In her blog post, How Wrestling With God Will Change You Forever, Christian blogger Dena Johnson contends that “there is a common thread throughout these passages:

God is the God of Abraham. God is the God of Isaac. But, it does not say that God is the God of Israel until after he wrestled with God. 

You see, until Jacob had a divine wrestling match with God—until he had a very personal struggle with God—his faith was not cemented. It was not his own. Yes, he knew of his father’s faith. He had most definitely heard the stories of his grandfather’s faith. But, he was only living his faith vicariously through their faith; it had not been solidified in his life.”

Before my journey into Judaism began, I believed that if I loved anything, God would take it from me.  I had a very negative view of my relationship with God.  So, how did I come to be a convert to Judaism? How did I come to believe that God was a constant companion in my world? The answer is/was that I wrestled with God.  I was being tested in all sorts of ways: adopted sister, parents struggling with family issues, feelings of loneliness, trying to figure out who I was and what I might contribute to the world. I raged at God sometimes to answer my questions.  I even told Him I hated Him once. Yes, I went so far! Can you imagine being so close to someone you can tell Him you hate Him and he refuses to turn His back on you.

I know that God exists.  (See blog post entitled My Car Accident – August 12, 2015). In my accident, God touched my chin and pulled me back from certain death.  That day, He saved my life.  But other days, we have wrestled.  In fact, we are wrestling still.  We will probably ALWAYS wrestle, if you wanna know the truth.  But He will never leave me.  Therefore, I will never leave him.  If a Nazi had me at gunpoint and told me to renounce God or die, I’d die.  It’s just that simple.

God’s presence is a constant part of my life.  My chin will forever be touched by God. I will never be the girl I was before this event. I always have peace knowing that God will always be with me – even if I turn away from him.

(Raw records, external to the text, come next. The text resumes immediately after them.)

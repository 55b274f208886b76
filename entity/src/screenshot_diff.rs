/*
 * SPDX-FileCopyrightText: 2025 Wavelens UG <info@wavelens.io>
 *
 * SPDX-License-Identifier: AGPL-3.0-only
 */

use chrono::NaiveDateTime;
use sea_orm::entity::prelude::*;
use serde::{Deserialize, Serialize};
use uuid::Uuid;

use super::job::JobStatus;

#[derive(Clone, Debug, PartialEq, DeriveEntityModel, Deserialize, Serialize)]
#[sea_orm(table_name = "screenshot_diff")]
pub struct Model {
    #[sea_orm(primary_key, auto_increment = false)]
    pub id: Uuid,
    pub build: Uuid,
    pub base_screenshot: Option<Uuid>,
    pub compare_screenshot: Uuid,
    /// Fraction of differing pixels, unset until the diff ran.
    pub score: Option<f64>,
    /// Content hash of the diff image, shared by identical diffs.
    pub diff_blob_key: Option<String>,
    /// Set to the diff key when several diffs of one build look the same.
    pub group: Option<String>,
    pub job_status: JobStatus,
    pub created_at: NaiveDateTime,
    pub updated_at: NaiveDateTime,
}

#[derive(Copy, Clone, Debug, EnumIter, DeriveRelation)]
pub enum Relation {
    #[sea_orm(
        belongs_to = "super::build::Entity",
        from = "Column::Build",
        to = "super::build::Column::Id"
    )]
    Build,
    #[sea_orm(
        belongs_to = "super::screenshot::Entity",
        from = "Column::BaseScreenshot",
        to = "super::screenshot::Column::Id"
    )]
    BaseScreenshot,
    #[sea_orm(
        belongs_to = "super::screenshot::Entity",
        from = "Column::CompareScreenshot",
        to = "super::screenshot::Column::Id"
    )]
    CompareScreenshot,
}

impl ActiveModelBehavior for ActiveModel {}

When you find yourself struggling with the world, remember that struggle can be for a higher purpose.  But, how can a modern day mere mortal struggle with God? People in the New Age movement might suggest this concept to get you started…

Think about THAT for a second… What if you are God?! And what if Shakespeare was correct?

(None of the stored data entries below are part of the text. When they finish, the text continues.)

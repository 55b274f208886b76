/*
 * SPDX-FileCopyrightText: 2025 Wavelens UG <info@wavelens.io>
 *
 * SPDX-License-Identifier: AGPL-3.0-only
 */

use async_trait::async_trait;
use dashmap::DashMap;
use std::fmt::Debug;
use std::io::ErrorKind;
use std::path::PathBuf;
use thiserror::Error;
use tracing::debug;
use uuid::Uuid;

#[derive(Debug, Error)]
pub enum StorageError {
    #[error("blob `{0}` does not exist")]
    NotFound(String),
    #[error("invalid blob key `{0}`")]
    InvalidKey(String),
    #[error(transparent)]
    Io(#[from] std::io::Error),
}

#[async_trait]
pub trait BlobStorage: Debug + Send + Sync {
    async fn get(&self, key: &str) -> Result<Vec<u8>, StorageError>;
    /// Stores the bytes under a freshly generated key and returns it.
    async fn put(&self, data: Vec<u8>) -> Result<String, StorageError>;
    /// Stores the bytes under a caller chosen key, replacing any previous blob.
    async fn put_with_key(&self, key: &str, data: Vec<u8>) -> Result<(), StorageError>;
    async fn exists(&self, key: &str) -> Result<bool, StorageError>;
}

#[derive(Debug, Clone)]
pub struct FileStorage {
    root: PathBuf,
}

impl FileStorage {
    pub fn new(root: impl Into<PathBuf>) -> Self {
        Self { root: root.into() }
    }

    fn path(&self, key: &str) -> Result<PathBuf, StorageError> {
        if key.is_empty() || key.contains(['/', '\\']) || key.starts_with('.') {
            return Err(StorageError::InvalidKey(key.to_string()));
        }

        Ok(self.root.join(key))
    }
}

#[async_trait]
impl BlobStorage for FileStorage {
    async fn get(&self, key: &str) -> Result<Vec<u8>, StorageError> {
        match tokio::fs::read(self.path(key)?).await {
            Ok(data) => Ok(data),
            Err(e) if e.kind() == ErrorKind::NotFound => Err(StorageError::NotFound(key.to_string())),
            Err(e) => Err(e.into()),
        }
    }

    async fn put(&self, data: Vec<u8>) -> Result<String, StorageError> {
        let key = Uuid::new_v4().to_string();
        self.put_with_key(&key, data).await?;
        Ok(key)
    }

    async fn put_with_key(&self, key: &str, data: Vec<u8>) -> Result<(), StorageError> {
        let path = self.path(key)?;
        tokio::fs::create_dir_all(&self.root).await?;
        tokio::fs::write(path, data).await?;
        debug!(key = %key, "Stored blob");
        Ok(())
    }

    async fn exists(&self, key: &str) -> Result<bool, StorageError> {
        Ok(tokio::fs::try_exists(self.path(key)?).await?)
    }
}

#[derive(Debug, Default)]
pub struct MemoryStorage {
    blobs: DashMap<String, Vec<u8>>,
}

impl MemoryStorage {
    pub fn insert(&self, key: impl Into<String>, data: Vec<u8>) {
        self.blobs.insert(key.into(), data);
    }

    pub fn len(&self) -> usize {
        self.blobs.len()
    }

    pub fn is_empty(&self) -> bool {
        self.blobs.is_empty()
    }
}

#[async_trait]
impl BlobStorage for MemoryStorage {
    async fn get(&self, key: &str) -> Result<Vec<u8>, StorageError> {
        self.blobs
            .get(key)
            .map(|data| data.value().clone())
            .ok_or_else(|| StorageError::NotFound(key.to_string()))
    }

    async fn put(&self, data: Vec<u8>) -> Result<String, StorageError> {
        let key = Uuid::new_v4().to_string();
        self.blobs.insert(key.clone(), data);
        Ok(key)
    }

    async fn put_with_key(&self, key: &str, data: Vec<u8>) -> Result<(), StorageError> {
        self.blobs.insert(key.to_string(), data);
        Ok(())
    }

    async fn exists(&self, key: &str) -> Result<bool, StorageError> {
        Ok(self.blobs.contains_key(key))
    }
}
/*
 * SPDX-FileCopyrightText: 2025 Wavelens UG <info@wavelens.io>
 *
 * SPDX-License-Identifier: AGPL-3.0-only
 */

use chrono::NaiveDateTime;
use sea_orm::entity::prelude::*;
use serde::{Deserialize, Serialize};
use uuid::Uuid;

#[derive(Clone, Debug, PartialEq, DeriveEntityModel, Deserialize, Serialize)]
#[sea_orm(table_name = "screenshot")]
pub struct Model {
    #[sea_orm(primary_key, auto_increment = false)]
    pub id: Uuid,
    pub name: String,
    pub blob_key: String,
    pub width: Option<i32>,
    pub height: Option<i32>,
    pub created_at: NaiveDateTime,
}

#[derive(Copy, Clone, Debug, EnumIter, DeriveRelation)]
pub enum Relation {}

impl ActiveModelBehavior for ActiveModel {}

“All the World’s a stage and all the men and women merely players.”

You choose the part you’ll play in this crazy play of life. You play this role to the best you can during each “performance.”  You struggle with the part you’ve chosen.  With each performance, you slow down events, waiting for your entrance, and your turn to speak, all the while looking at the lines you’ve memorized and how you might say them differently “this time around.” Yes, lessons do come back as scenes that must be played out until they’ve been perfected by the “actors.”  Really good actors (or dancers or musicians etc… ask themselves very pointed questions about each of their experiences on stage. This is why artists have such a responsibility to the world – We know its all just another performance.  And we strive to make EACH show something people would want to see again and again.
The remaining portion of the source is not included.